Originally Performed ByPhish
Appears On
Phish Debut1990-03-28
Last Played2024-04-18
Current Gap6
HistorianCharlie Dirksen (icculus), Shaul Wertheimer
Last Update2017-01-29


If there is a single Phish song that can be said to evolve with and exemplify Phish’s sound and artistry over the decades, it’s “Tweezer.” “Tweezers” from each consecutive era have yielded very different styles of improvisation and, in fact, even tour-to-tour “Tweezer” can change rather profoundly. After several decades, the song’s funky intro continues to serve as a launching pad for some of Phish’s most experimental playing. “Tweezer” has been jammed in excess of 50 minutes (6/14/95 Memphis), has been woven like a fine shirt (5/7/94 Dallas, 12/1/94 Salem), and has yielded some fiery Hose-inducing jams (11/30/95 Dayton, 12/2/95 New Haven, 9/3/11 Dick’s, 7/31/13 Tahoe, 8/7/15 Blossom).

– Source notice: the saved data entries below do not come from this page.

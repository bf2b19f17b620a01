//! # Pressroom
//!
//! A minimal static site generator for article and notes blogs. Your
//! filesystem is the data source: one directory per article holding a
//! `ReadMe.md` or `ReadMe.adoc`, metadata embedded in the document or in a
//! sibling `metadata.json`, and multi-note Markdown files with `----`
//! fences between dated entries.
//!
//! # Architecture: One-Shot Batch Pipeline
//!
//! A build is a strict, sequential transformation of a working copy:
//!
//! ```text
//! 1. Copy     content/  →  dist/           (fresh working copy)
//! 2. Articles dist/**/ReadMe.{md,adoc}  →  ReadMe.html + articles.json
//! 3. Notes    content/notes/*.md        →  notes.json
//! 4. Compose  indices + artifacts       →  themed pages
//! ```
//!
//! The article stage is deliberately destructive *inside the working copy*:
//! each source is replaced in place by its HTML artifact (write artifact,
//! then delete source — never the reverse, so a failed conversion loses
//! nothing). Re-running a build starts from a fresh copy, so the pipeline
//! as a whole is idempotent.
//!
//! The index files are the contract between stages: `articles.json` and
//! `notes.json` are small JSON manifests the composer lists and sorts
//! without re-parsing full documents. An absent index means "no items",
//! never an error.
//!
//! # Module Map
//!
//! | Module | Role |
//! |--------|------|
//! | [`walk`] | Depth-first file visitor; missing roots are empty, visitors may mutate |
//! | [`convert`] | Markdown/AsciiDoc → HTML, kroki diagram and video embed rewrites |
//! | [`adoc`] | The in-crate AsciiDoc subset converter behind [`convert`] |
//! | [`metadata`] | Embedded-block extraction with sidecar `metadata.json` fallback |
//! | [`articles`] | The core transform-and-index walk over article sources |
//! | [`notes`] | Fence-separated note parsing and indexing |
//! | [`compose`] | Maud-rendered home/archive/notes/article pages from the indices |
//! | [`site`] | Per-site orchestration, multi-site builds, launch page |
//! | [`config`] | `build-configuration.json` / `site.json` / `sites.json` loading |
//! | [`output`] | CLI output formatting — pure `format_*` plus `print_*` wrappers |
//! | [`types`] | Shared types (per-item skip reports) |
//!
//! # Design Decisions
//!
//! ## Diagrams Without a Toolchain
//!
//! Mermaid blocks are not rendered at build time. The diagram text is
//! deflate-compressed into a <https://kroki.io> image URL, so the browser
//! fetches the rendered SVG when the page is viewed. The build stays pure
//! string work — no JVM, no headless browser, no network.
//!
//! ## Maud Over Template Engines
//!
//! Composed pages are generated with [Maud](https://maud.lambda.xyz/)
//! rather than a runtime template engine: malformed HTML is a build error,
//! interpolation is auto-escaped, and there is no template directory to
//! ship or get out of sync.
//!
//! ## Errors Are Either Fatal or Per-Item, Never Silent
//!
//! Anything that could corrupt the working copy (read/convert/write/delete
//! during artifact replacement, unreadable configuration, broken directory
//! walks) aborts the run. Anything scoped to one item (missing or
//! malformed metadata, an unparseable note date) is collected as a
//! [`types::Skip`] with the offending path and reported after the run.

pub mod adoc;
pub mod articles;
pub mod compose;
pub mod config;
pub mod convert;
pub mod metadata;
pub mod notes;
pub mod output;
pub mod site;
pub mod types;
pub mod walk;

Making its debut as “Tweezer So Cold” in March 1990, “Tweezer” allegedly grew out of a soundcheck jam that occurred before the 12/31/89 New Year’s show. It was toyed with a little bit before the “Bowie” on 2/25/90 in Baltimore, before being finalized during the 3/3/90 Wetlands soundcheck. Mike comments in The Phish Book that not only did he invent the “Tweezer” bass line, but also that the “freezer” of the song’s lyrics is the state of Vermont. (He was kidding.) Apparently, upon hearing Mike’s bass line, Trey came up with the guitar part instantly.

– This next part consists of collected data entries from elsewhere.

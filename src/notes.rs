//! Note parsing and indexing.
//!
//! Notes are short dated fragments, many per file. A note file is Markdown
//! with `----` fences between entries; each entry is a date header line
//! followed by the body:
//!
//! ```text
//! 2024-01-01
//! Hello
//! ----
//! 2024-01-02
//! World
//! ```
//!
//! Files are read non-recursively from the notes directory (which is
//! optional — a missing directory yields an empty index). Each valid
//! fragment becomes one `notes.json` record with the body rendered through
//! plain Markdown — notes carry no diagram or video extensions.
//!
//! Fragment ordinals are the zero-based position in the split results,
//! counting segments that end up skipped, so an identical regeneration
//! assigns identical paths.
//!
//! Date headers must be ISO-8601 calendar dates (`YYYY-MM-DD`). Anything
//! else — including formats a lenient parser might guess at — is a
//! per-note recoverable skip, reported with the file and ordinal.

use crate::convert;
use crate::types::Skip;
use chrono::NaiveDate;
use serde::{Deserialize, Serialize};
use std::fs;
use std::path::{Path, PathBuf};
use thiserror::Error;

/// Fence token separating notes within one file.
pub const FENCE: &str = "----";

/// The index artifact at the dist root.
pub const INDEX_FILE: &str = "notes.json";

#[derive(Error, Debug)]
pub enum NotesError {
    #[error("IO error: {0}")]
    Io(#[from] std::io::Error),
    #[error("JSON error: {0}")]
    Json(#[from] serde_json::Error),
}

/// One entry in `notes.json`.
#[derive(Debug, Clone, Serialize, Deserialize)]
#[serde(rename_all = "camelCase")]
pub struct NoteIndexRecord {
    /// Rendered HTML body.
    pub content: String,
    /// ISO-8601 instant at midnight UTC of the header date.
    pub modified_date: String,
    /// Synthesized page path: `/notes/<file stem>-<ordinal>.html`.
    pub path: String,
}

#[derive(Debug, Default)]
pub struct NotesOutcome {
    pub records: Vec<NoteIndexRecord>,
    pub files: usize,
    pub skipped: Vec<Skip>,
}

/// Parse every note file directly under `notes_dir` and write the index to
/// `<dist_root>/notes.json`, creating the dist directory if needed.
pub fn run(notes_dir: &Path, dist_root: &Path) -> Result<NotesOutcome, NotesError> {
    let mut outcome = NotesOutcome::default();

    if notes_dir.is_dir() {
        let mut files: Vec<PathBuf> = fs::read_dir(notes_dir)?
            .filter_map(|e| e.ok())
            .map(|e| e.path())
            .filter(|p| {
                p.is_file()
                    && p.extension()
                        .map(|e| e.eq_ignore_ascii_case("md"))
                        .unwrap_or(false)
            })
            .collect();
        files.sort();

        for file in &files {
            parse_note_file(file, &mut outcome)?;
        }
    }

    fs::create_dir_all(dist_root)?;
    let json = serde_json::to_string_pretty(&outcome.records)?;
    fs::write(dist_root.join(INDEX_FILE), json)?;
    Ok(outcome)
}

fn parse_note_file(path: &Path, outcome: &mut NotesOutcome) -> Result<(), NotesError> {
    let text = fs::read_to_string(path)?;
    let stem = path
        .file_stem()
        .map(|s| s.to_string_lossy().into_owned())
        .unwrap_or_default();

    for (ordinal, segment) in text.split(FENCE).enumerate() {
        let trimmed = segment.trim();
        if trimmed.is_empty() {
            continue;
        }

        let mut lines = trimmed.lines();
        let raw_date = lines.next().unwrap_or("").trim();
        let body = lines.collect::<Vec<_>>().join("\n");
        let body = body.trim();
        if raw_date.is_empty() || body.is_empty() {
            continue;
        }

        let Ok(date) = NaiveDate::parse_from_str(raw_date, "%Y-%m-%d") else {
            outcome.skipped.push(Skip::new(
                path,
                format!("segment {ordinal}: unparseable date header {raw_date:?}"),
            ));
            continue;
        };

        outcome.records.push(NoteIndexRecord {
            content: convert::markdown_to_html(body),
            modified_date: format!("{}T00:00:00.000Z", date.format("%Y-%m-%d")),
            path: format!("/notes/{stem}-{ordinal}.html"),
        });
    }

    outcome.files += 1;
    Ok(())
}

”Tweezer” – 12/30/94, New York, NY

The earliest “Tweezers” featured a closing segment (a few measures of the opening theme) after the jam segment died out. Although shortened around April 1991 (compare 3/29/91 with 4/27/91), this slow, dying-out-of-the-main-melodic-theme ending appeared consistently in "Tweezer" throughout most of its history when the jam failed to segue or fade-out into another song. Early “Tweezers” of note include 4/27/91, which contains strong “Sweet Emotion” jamming and “Dr. Q on bass." Another excellent version was played on 4/21/92, featuring a charming, melodious jam segment. Many fans also love the Roxy version on 2/20/93. While Aerosmith’s “Sweet Emotion” appeared on occasion in early “Tweezers,” most early versions were dark and dissonant, and not particularly melodious.

The first “Tweezer” that strayed unusually far from home – but which was not a monster of epic proportions, like 11/2/94 – is 5/6/93 Albany. After a somewhat traditional groove for the first few minutes, including some intense “Sweet Emotion” quoting, particularly from Mike, the jam takes on a frighteningly aimless and peculiar mood for several minutes. It returns to a powerful rock theme, however, just before a spine-tingling, mellifluous improvisation develops. “Tweezer” would be forever changed, and the August 1993 versions bear this out – behold the unusually inventive 8/15/93 version.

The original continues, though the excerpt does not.